Perspectives on Floating Point

54 points | by vimarsh6739 6 days ago

19 comments

yxhuvud 3 days ago
One thing I think would be nice for floating point numbers, is that I'd prefer if there were two separate types - one where NaN and the two infinites are allowed, and one where they are not allowed but instead emit an error. The former would be used by some few mathematicians etc, and the rest of us could use the latter. The upside would be better error handling close to the source of the issue, and better optimizations as the not-normal values throw a wrench into optimizing math.
[-]
- swatcoder 3 days ago
  On the hardware level, your processor will have some specific behavior that it exhibits.
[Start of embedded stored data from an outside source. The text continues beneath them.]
//! # Error Types
//!
//! Structured error types for casefile_core. Only genuine failures live here:
//! a cancelled prompt or an empty tip message are ordinary outcomes and are
//! reported through [`crate::list_editor::AppendOutcome`] and
//! [`crate::tips::SubmitOutcome`] instead.
//!
//! ## Example
//!
//! ```rust
//! use casefile_core::errors::{CaseError, CaseResult};
//!
//! fn parse_entries(raw: &str) -> CaseResult<Vec<String>> {
//!     Ok(serde_json::from_str(raw)?)
//! }
//!
//! let err = parse_entries("{not json").unwrap_err();
//! assert_eq!(err.error_code(), "SERIALIZATION_ERROR");
//! ```

use serde::{Deserialize, Serialize};
use thiserror::Error;

/// Result type alias for casefile_core operations
pub type CaseResult<T> = Result<T, CaseError>;

/// Structured error type for store and editor operations.
#[derive(Error, Debug, Clone, Serialize, Deserialize, PartialEq)]
#[serde(tag = "type", content = "details")]
pub enum CaseError {
    /// File I/O error
    #[error("File error: {operation} on '{path}' - {reason}")]
    FileError {
        operation: String,
        path: String,
        reason: String,
    },

    /// Store file is locked by another user/process
    #[error("File locked: '{path}' is locked by {locked_by} since {locked_at}")]
    FileLocked {
        path: String,
        locked_by: String,
        locked_at: String,
    },

    /// JSON serialization/deserialization error
    #[error("Serialization error: {reason}")]
    SerializationError { reason: String },

    /// The backing key-value store refused an operation
    #[error("Storage error: {operation} '{key}' - {reason}")]
    StorageError {
        operation: String,
        key: String,
        reason: String,
    },
}

impl CaseError {
    /// Create a FileError
    pub fn file_error(operation: impl Into<String>, path: impl Into<String>, reason: impl Into<String>) -> Self {
        CaseError::FileError {
            operation: operation.into(),
            path: path.into(),
            reason: reason.into(),
        }
    }

    /// Create a FileLocked error
    pub fn file_locked(path: impl Into<String>, locked_by: impl Into<String>, locked_at: impl Into<String>) -> Self {
        CaseError::FileLocked {
            path: path.into(),
            locked_by: locked_by.into(),
            locked_at: locked_at.into(),
        }
    }

    /// Create a StorageError
    pub fn storage(operation: impl Into<String>, key: impl Into<String>, reason: impl Into<String>) -> Self {
        CaseError::StorageError {
            operation: operation.into(),
            key: key.into(),
            reason: reason.into(),
        }
    }

    /// Create a SerializationError from any displayable cause
    pub fn serialization(reason: impl std::fmt::Display) -> Self {
        CaseError::SerializationError {
            reason: reason.to_string(),
        }
    }

    /// Check if this is a recoverable error (e.g., can retry once the other process exits)
    pub fn is_recoverable(&self) -> bool {
        matches!(self, CaseError::FileLocked { .. })
    }

    /// Get a short error code for programmatic handling
    pub fn error_code(&self) -> &'static str {
        match self {
            CaseError::FileError { .. } => "FILE_ERROR",
            CaseError::FileLocked { .. } => "FILE_LOCKED",
            CaseError::SerializationError { .. } => "SERIALIZATION_ERROR",
            CaseError::StorageError { .. } => "STORAGE_ERROR",
        }
    }
}

impl From<serde_json::Error> for CaseError {
    fn from(e: serde_json::Error) -> Self {
        CaseError::serialization(e)
    }
}

#[cfg(test)]
mod tests {
    use super::*;

    #[test]
    fn test_error_serialization() {
        let error = CaseError::storage("set", "timelineItems", "quota exceeded");
        let json = serde_json::to_string(&error).unwrap();
        assert!(json.contains("\"type\":\"StorageError\""));
        let roundtrip: CaseError = serde_json::from_str(&json).unwrap();
        assert_eq!(error, roundtrip);
    }

    #[test]
    fn test_error_codes() {
        assert_eq!(CaseError::file_error("read", "p", "r").error_code(), "FILE_ERROR");
        assert_eq!(CaseError::storage("get", "k", "r").error_code(), "STORAGE_ERROR");
        assert!(CaseError::file_locked("a", "b", "c").is_recoverable());
        assert!(!CaseError::serialization("bad").is_recoverable());
    }

    #[test]
    fn test_error_display() {
        let error = CaseError::file_error("read", "/tmp/casefile.json", "denied");
        assert_eq!(
            error.to_string(),
            "File error: read on '/tmp/casefile.json' - denied"
        );
    }
}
This is sometimes configurable, in platform-specific way, and people working in low-level, high-performance numerical code already take advantage of that when it is.
  If you more mean the language level, and just having two different ways to represent floating point numbers in your code, it gets a little tricky to reason about because one of those may align with what the processor is doing natively and others won't, and so you'd have a software layer converting the behavior of the platform to what your language promises -- with very high overhead sometimes and almost no overhead other times. That kind of inconsistency isn't needed very often. It can become a real headache for testing and in the wild. It's easier for a language to just say "this is the way we do floats" and you adapt as needed.
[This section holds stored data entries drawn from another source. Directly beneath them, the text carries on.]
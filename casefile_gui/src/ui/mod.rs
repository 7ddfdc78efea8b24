//! UI module for the Case File GUI
//!
//! # Panel Structure
//! - `toolbar` - Title and one navigation button per panel
//! - `summary_panel` - Case overview with the "View Timeline" shortcut
//! - `list_panel` - Timeline and quotes (shared list view + action buttons)
//! - `tip_panel` - Tip form fields and Submit/Clear
//! - `status_bar` - Store location and status messages
//! - `modal` - Prompt and notice dialogs

pub mod list_panel;
pub mod modal;
pub mod status_bar;
pub mod summary_panel;
pub mod tip_panel;
pub mod toolbar;

use iced::widget::{container, operation, scrollable, text, Column};
use iced::{Element, Length, Task};

use casefile_core::navigation::{Navigator, QUOTES_PANEL, SUMMARY_PANEL, TIMELINE_PANEL, TIPS_PANEL};

use crate::{App, Message};

/// Widget id of the scrollable holding the active panel
pub const PANEL_SCROLL_ID: &str = "active-panel";

/// The text input that takes focus when a panel is shown, if it has one
pub fn focus_input(navigator: &Navigator) -> Option<&'static str> {
    match navigator.focused()? {
        TIPS_PANEL if navigator.is_active(TIPS_PANEL) => Some(tip_panel::NAME_INPUT_ID),
        _ => None,
    }
}

/// Bring the freshly shown panel into view and focus its first input
pub fn focus_active_panel(navigator: &Navigator) -> Task<Message> {
    if navigator.active().is_none() {
        return Task::none();
    }
    let scroll = operation::snap_to(PANEL_SCROLL_ID, scrollable::RelativeOffset::START);
    match focus_input(navigator) {
        Some(id) => Task::batch([scroll, operation::focus(id)]),
        None => scroll,
    }
}

/// Render whichever panel the navigator has active
pub fn view_active_panel(app: &App) -> Element<'_, Message> {
    let case_file = &app.case_file;
    let panel: Column<'_, Message> = match case_file.navigator.active().map(|p| p.id.as_str()) {
        Some(SUMMARY_PANEL) => summary_panel::view(),
        Some(TIMELINE_PANEL) => list_panel::view_timeline(&case_file.timeline),
        Some(QUOTES_PANEL) => list_panel::view_quotes(&case_file.quotes),
        Some(TIPS_PANEL) => tip_panel::view(&case_file.tip_form),
        _ => Column::new().push(text("Select a section above").size(14).color([0.5, 0.5, 0.5])),
    };

    container(scrollable(panel.padding(8)).id(PANEL_SCROLL_ID))
        .width(Length::Fill)
        .height(Length::Fill)
        .style(container::bordered_box)
        .padding(5)
        .into()
}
  So the more typical balance is to deal with that kind of thing at the library level. If you want numbers that behave a certain way, and it's not the way your language models them, you use a library that gives you the kind of numbers you want with the tangible awareness that they're likely "soft" and less efficient in some way.
- exmadscientist 3 days ago
  So, kind of, you want every NaN to be a sNan? Along those lines, this SO answer is really interesting: https://stackoverflow.com/a/55648118
- otabdeveloper4 3 days ago
  "Mathematicians" don't need NaN's and Inf's.
  These things come straight from overflow and underflow behaviour of floating point bit representations. I'd guess some sort of IEEE flag exists to emit an interrupt if over/underflow happens, but nobody really wants those.
  [-]
  - SideQuark 2 days ago
    They don’t come solely from over/underflow. The do come from math. Sort of neg, 1/0, and plenty of other mathematical operations result in these, no matter how you want to store numbers.
- hollerith 3 days ago
  >better optimizations as the not-normal values throw a wrench into optimizing math.
  I'm not an expert on architecture, but I would've guessed that the need to branch to process the error would be the wrench and that the use of NaN and the infinities allow better optimizations.
  [-]
  - exmadscientist 3 days ago
    IEEE-754 NaN and Infinity have nothing to do with optimization. They come straight from math:
    * What is +1/0? It has to be +Infinity -- nothing else will do.
    * What is -1/0? It has to be -Infinity -- nothing else will do.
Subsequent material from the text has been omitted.